Two key terms to remember:

ichthyosaurs were marine reptiles that lived during the time of the dinosaurs. Their fossils have been found all over the world and they are known to have a fish-like shape similar to modern dolphins.

the Solnhofen southern region of Germany is famous for its end Jurassic fossils, which include Archeopteryx, often thought to be the first bird, and countless other species, many of which have been preserved with soft tissue in addition to bones and teeth, which is unusual in the fossil record.

The new peer-reviewed paper reports two 150-million-year-old ichthyosaur fossils from the Solnhofen area. They are kept at Bishops Seminar Eichstätt’s Jura-Museum. An ichthyosaur is a complete specimen, containing an internal skeleton and an outline of soft tissue surrounding the body. The other fossil is a complete caudal fin. The tail vertebrae and the soft tissue surrounding it have been preserved, establishing that ichthyosaurs in this group possessed moon-shaped tails like their ancestors.

A multidisciplinary team of scientists conducted the study. Lead author Lene Liebe Delsett and Jørn Hurum have been working with marine reptiles at the Natural History Museum in Oslo, Norway for several years. Martina Kölbl-Ebert, wildlife specialist from Solnhofen, helped them. They also collaborated with mineralogist Henrik Friis, who analyzed the soft tissue samples to determine what was in them.

Large Ichthyosaur in normal and UV light

Large ichthyosaur in normal and UV light. Credits: Lene L Delsett

The complete specimen is really what makes this project unique as it tells a complete story. Ichthyosaurs are not common as fossils in Solnhofen, which at the time was a relatively shallow area with many islands, whereas ichthyosaurs were inhabitants of the open ocean. It is not known why this one entered the lagoons, but that may be the reason why he died. Seeing the specimen is impactful because it is clearly a complete dead animal body, where we can see its shape due to unique preservation, Delsett says.
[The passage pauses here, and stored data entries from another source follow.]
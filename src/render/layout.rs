//! Pure layout geometry for both toys
//!
//! Everything here is a deterministic function of current state with no
//! feedback into the simulation.

use glam::Vec2;
use std::f32::consts::TAU;

use crate::consts::{BASE_WIDTH, LEVEL_HEIGHT, TOP_WIDTH_MULTIPLIER};
use crate::sim::Tornado;

/// Vertical flattening applied to each glyph ring to suggest an ellipse
pub const RING_FLATTEN: f32 = 0.3;
/// The spiral offset accumulates at twice the tornado's rotation angle
pub const SPIRAL_FACTOR: f32 = 2.0;
/// Glyph fill opacity at the base level
pub const BASE_ALPHA: f32 = 0.9;
/// How much opacity fades toward the top of the stack
pub const ALPHA_FADE: f32 = 0.3;

/// Vertices of a star polygon: vertex `k` sits at angle `k·2π/sides` on a
/// circle around the click point.
pub fn polygon_points(center: Vec2, radius: f32, sides: u32) -> Vec<Vec2> {
    (0..sides)
        .map(|i| {
            let angle = TAU * i as f32 / sides as f32;
            center + Vec2::new(angle.cos(), angle.sin()) * radius
        })
        .collect()
}

/// One positioned tornado character, relative to the tornado's base anchor
#[derive(Debug, Clone, Copy, PartialEq)]
pub struct Glyph {
    pub ch: char,
    pub pos: Vec2,
    pub alpha: f32,
}

/// Lay out every character of a tornado.
///
/// Level `i` sits `i` level-heights above the base and widens linearly
/// toward the top. Its characters spread evenly around a ring of that
/// width, flattened vertically, offset by the accumulated spiral rotation,
/// and fading from `BASE_ALPHA` at the bottom.
pub fn tornado_glyphs(tornado: &Tornado) -> Vec<Glyph> {
    let level_count = tornado.levels.len();
    let mut glyphs = Vec::with_capacity(level_count * (level_count + 1) / 2);
    let spiral = tornado.rotation * SPIRAL_FACTOR;

    for (level_index, level) in tornado.levels.iter().enumerate() {
        let y = -(level_index as f32) * LEVEL_HEIGHT;
        let t = level_index as f32 / (level_count.saturating_sub(1)).max(1) as f32;
        let width = BASE_WIDTH + (BASE_WIDTH * TOP_WIDTH_MULTIPLIER - BASE_WIDTH) * t;
        let radius = width / 2.0;
        let angle_step = TAU / level.len() as f32;
        let alpha = BASE_ALPHA - t * ALPHA_FADE;

        for (char_index, &ch) in level.iter().enumerate() {
            let angle = char_index as f32 * angle_step + spiral;
            glyphs.push(Glyph {
                ch,
                pos: Vec2::new(
                    angle.cos() * radius,
                    y + angle.sin() * radius * RING_FLATTEN,
                ),
                alpha,
            });
        }
    }

    glyphs
}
During or after death, the ichthyosaur landed on its back and side on the seabed and was covered in fine sediment. Little oxygen and a lot of luck preserved it until it was discovered and excavated in 2009. In the article, the scientists give a first description of the specimen and begin the process of understanding its soft tissues. To do this, they took small samples of the soft tissues of the tail and examined them using X-ray crystallography and a scanning electron microscope. Because the skeletons and the rock in which they are preserved have almost the same color, UV light was used to study the shape of the bones in order to understand what type of ichthyosaur it is. They found that the phosphate found in the tissues of ichthyosaurs likely contributed to preservation. It is not yet possible to identify all types of fossilized tissue in the ichthyosaur, but the new study confidently confirms the preservation of skin and possibly connective tissue. However, most of the material surrounding and covering the specimen is probably decomposed fat.

We know from previous research that ichthyosaurs probably had a blubber, like whales do today. Our research confirms this, for a group of ichthyosaurs where it has not been certain. Another strong similarity between whales and ichthyosaurs is blubber, in addition to their body shape. In the future, I hope these two ichthyosaurs from Solnhofen can be used to improve our understanding of swimming because they preserve the shape of the tail and the body, says Delsett.

Reference: “The Soft Tissue and Skeletal Anatomy of Two Late Jurassic Ichthyosaur Specimens from the Solnhofen Archipelago” by Lene L. Delsett?, Henrik Friis, Martina Kölbl-Ebert, and Jørn H. Hurum, April 7 2022, PeerJ.